■ **Exercise goal**: Your task is to find every line in the records that holds the string "spelling" and copy it.

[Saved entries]
***

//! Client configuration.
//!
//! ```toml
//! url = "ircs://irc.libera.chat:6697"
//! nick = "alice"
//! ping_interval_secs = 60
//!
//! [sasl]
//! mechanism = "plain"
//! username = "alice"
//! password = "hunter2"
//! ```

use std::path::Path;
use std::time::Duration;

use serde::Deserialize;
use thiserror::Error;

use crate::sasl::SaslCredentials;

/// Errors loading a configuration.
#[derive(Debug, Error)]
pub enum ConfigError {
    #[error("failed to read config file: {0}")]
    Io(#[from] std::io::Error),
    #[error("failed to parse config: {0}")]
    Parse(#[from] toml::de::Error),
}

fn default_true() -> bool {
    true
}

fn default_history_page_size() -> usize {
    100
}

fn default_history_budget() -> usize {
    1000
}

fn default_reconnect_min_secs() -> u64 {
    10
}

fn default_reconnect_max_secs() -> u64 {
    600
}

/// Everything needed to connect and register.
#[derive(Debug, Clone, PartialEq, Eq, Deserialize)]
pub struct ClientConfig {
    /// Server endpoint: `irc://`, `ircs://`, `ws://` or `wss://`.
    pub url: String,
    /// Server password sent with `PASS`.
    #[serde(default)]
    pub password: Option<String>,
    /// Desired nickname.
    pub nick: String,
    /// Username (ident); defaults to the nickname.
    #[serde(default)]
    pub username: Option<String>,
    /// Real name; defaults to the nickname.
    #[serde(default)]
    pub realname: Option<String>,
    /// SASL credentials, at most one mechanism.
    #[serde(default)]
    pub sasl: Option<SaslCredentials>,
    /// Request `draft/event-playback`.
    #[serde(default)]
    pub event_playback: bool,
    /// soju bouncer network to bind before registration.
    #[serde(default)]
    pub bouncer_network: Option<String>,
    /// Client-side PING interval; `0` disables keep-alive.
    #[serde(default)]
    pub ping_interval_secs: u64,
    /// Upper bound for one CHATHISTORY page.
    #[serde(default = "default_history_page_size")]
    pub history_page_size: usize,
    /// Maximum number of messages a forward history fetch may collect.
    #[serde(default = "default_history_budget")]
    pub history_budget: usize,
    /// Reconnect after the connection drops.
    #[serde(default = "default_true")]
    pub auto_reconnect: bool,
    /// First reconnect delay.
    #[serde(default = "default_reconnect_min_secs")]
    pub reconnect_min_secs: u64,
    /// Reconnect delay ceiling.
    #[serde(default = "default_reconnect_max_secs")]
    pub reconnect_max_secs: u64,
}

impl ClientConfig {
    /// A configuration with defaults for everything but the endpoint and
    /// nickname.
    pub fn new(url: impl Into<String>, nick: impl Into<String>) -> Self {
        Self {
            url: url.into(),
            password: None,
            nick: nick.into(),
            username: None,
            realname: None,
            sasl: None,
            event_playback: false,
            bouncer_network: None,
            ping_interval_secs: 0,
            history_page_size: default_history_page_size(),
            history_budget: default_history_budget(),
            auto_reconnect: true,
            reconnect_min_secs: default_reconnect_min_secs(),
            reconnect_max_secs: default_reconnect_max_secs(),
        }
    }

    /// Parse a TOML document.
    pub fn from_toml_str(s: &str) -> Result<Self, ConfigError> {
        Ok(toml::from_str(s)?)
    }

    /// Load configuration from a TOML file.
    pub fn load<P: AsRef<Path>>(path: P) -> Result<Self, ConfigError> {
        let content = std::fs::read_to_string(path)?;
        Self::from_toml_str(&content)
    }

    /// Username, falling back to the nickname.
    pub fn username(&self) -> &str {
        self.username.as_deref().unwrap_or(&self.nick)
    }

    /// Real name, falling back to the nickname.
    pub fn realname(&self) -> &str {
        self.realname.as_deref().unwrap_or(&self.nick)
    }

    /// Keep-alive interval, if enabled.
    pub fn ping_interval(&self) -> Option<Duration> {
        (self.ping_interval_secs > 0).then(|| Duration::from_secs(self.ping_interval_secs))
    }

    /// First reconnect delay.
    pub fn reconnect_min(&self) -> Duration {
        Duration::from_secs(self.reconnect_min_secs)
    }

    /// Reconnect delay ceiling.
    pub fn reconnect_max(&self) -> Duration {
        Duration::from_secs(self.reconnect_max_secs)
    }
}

***

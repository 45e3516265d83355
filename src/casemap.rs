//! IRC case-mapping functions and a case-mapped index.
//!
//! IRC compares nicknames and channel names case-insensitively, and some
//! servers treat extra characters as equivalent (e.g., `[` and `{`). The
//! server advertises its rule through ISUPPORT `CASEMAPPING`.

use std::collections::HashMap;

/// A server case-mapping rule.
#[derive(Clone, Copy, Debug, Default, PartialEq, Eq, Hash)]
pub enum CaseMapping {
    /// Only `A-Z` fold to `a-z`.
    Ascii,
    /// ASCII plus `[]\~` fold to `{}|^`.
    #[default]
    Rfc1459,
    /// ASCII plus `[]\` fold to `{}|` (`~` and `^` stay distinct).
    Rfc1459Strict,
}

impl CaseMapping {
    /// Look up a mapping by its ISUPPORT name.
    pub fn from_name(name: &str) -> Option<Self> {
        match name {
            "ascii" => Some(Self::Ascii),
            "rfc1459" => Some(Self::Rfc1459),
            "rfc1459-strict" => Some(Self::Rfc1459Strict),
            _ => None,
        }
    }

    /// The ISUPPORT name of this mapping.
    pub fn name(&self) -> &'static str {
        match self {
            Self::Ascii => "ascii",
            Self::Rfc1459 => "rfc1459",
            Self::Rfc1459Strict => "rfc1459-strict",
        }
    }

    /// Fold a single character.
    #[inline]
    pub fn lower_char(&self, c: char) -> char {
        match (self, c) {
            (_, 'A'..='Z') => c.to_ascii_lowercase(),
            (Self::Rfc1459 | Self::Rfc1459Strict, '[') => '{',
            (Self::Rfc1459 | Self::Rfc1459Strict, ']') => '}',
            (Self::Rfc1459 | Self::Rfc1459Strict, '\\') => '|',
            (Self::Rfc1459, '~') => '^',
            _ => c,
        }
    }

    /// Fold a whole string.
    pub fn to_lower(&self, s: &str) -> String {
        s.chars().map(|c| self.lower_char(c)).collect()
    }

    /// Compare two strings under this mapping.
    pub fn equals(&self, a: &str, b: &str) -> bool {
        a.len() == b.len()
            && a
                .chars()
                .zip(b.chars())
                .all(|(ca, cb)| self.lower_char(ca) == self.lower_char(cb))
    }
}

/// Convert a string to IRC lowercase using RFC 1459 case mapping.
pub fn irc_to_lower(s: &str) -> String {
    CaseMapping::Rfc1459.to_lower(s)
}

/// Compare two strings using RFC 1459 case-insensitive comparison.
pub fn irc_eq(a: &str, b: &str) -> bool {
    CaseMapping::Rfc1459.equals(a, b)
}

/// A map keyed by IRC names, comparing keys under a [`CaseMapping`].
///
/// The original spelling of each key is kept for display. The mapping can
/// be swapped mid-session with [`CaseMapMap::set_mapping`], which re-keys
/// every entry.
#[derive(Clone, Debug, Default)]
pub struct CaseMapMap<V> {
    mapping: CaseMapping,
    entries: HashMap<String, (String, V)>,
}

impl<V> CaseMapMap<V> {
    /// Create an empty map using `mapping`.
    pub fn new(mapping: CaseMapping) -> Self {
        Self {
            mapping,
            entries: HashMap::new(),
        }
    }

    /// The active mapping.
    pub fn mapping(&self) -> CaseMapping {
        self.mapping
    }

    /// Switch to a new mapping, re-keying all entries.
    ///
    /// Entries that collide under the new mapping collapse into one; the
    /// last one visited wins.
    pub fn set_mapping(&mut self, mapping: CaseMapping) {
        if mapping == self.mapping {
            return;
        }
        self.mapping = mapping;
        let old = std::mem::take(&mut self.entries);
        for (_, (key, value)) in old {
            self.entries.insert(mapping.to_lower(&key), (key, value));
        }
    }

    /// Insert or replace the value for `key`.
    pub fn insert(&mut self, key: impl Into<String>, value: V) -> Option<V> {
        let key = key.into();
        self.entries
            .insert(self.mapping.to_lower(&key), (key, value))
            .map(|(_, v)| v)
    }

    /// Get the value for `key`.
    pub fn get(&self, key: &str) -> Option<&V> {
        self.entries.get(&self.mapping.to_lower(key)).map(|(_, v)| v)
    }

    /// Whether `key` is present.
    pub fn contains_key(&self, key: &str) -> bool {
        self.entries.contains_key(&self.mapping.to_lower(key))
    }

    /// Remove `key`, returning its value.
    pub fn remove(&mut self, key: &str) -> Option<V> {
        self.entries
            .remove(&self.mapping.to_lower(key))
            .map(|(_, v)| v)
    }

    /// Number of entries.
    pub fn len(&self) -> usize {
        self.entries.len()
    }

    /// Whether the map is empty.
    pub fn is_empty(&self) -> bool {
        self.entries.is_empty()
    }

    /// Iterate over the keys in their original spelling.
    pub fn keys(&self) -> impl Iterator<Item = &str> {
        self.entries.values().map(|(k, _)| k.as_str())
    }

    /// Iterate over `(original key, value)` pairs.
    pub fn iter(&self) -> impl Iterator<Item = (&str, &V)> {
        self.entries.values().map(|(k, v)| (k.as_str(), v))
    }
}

***

■ **Output of the task**:
/// The original spelling of each key is kept for display. The mapping can
    /// Iterate over the keys in their original spelling.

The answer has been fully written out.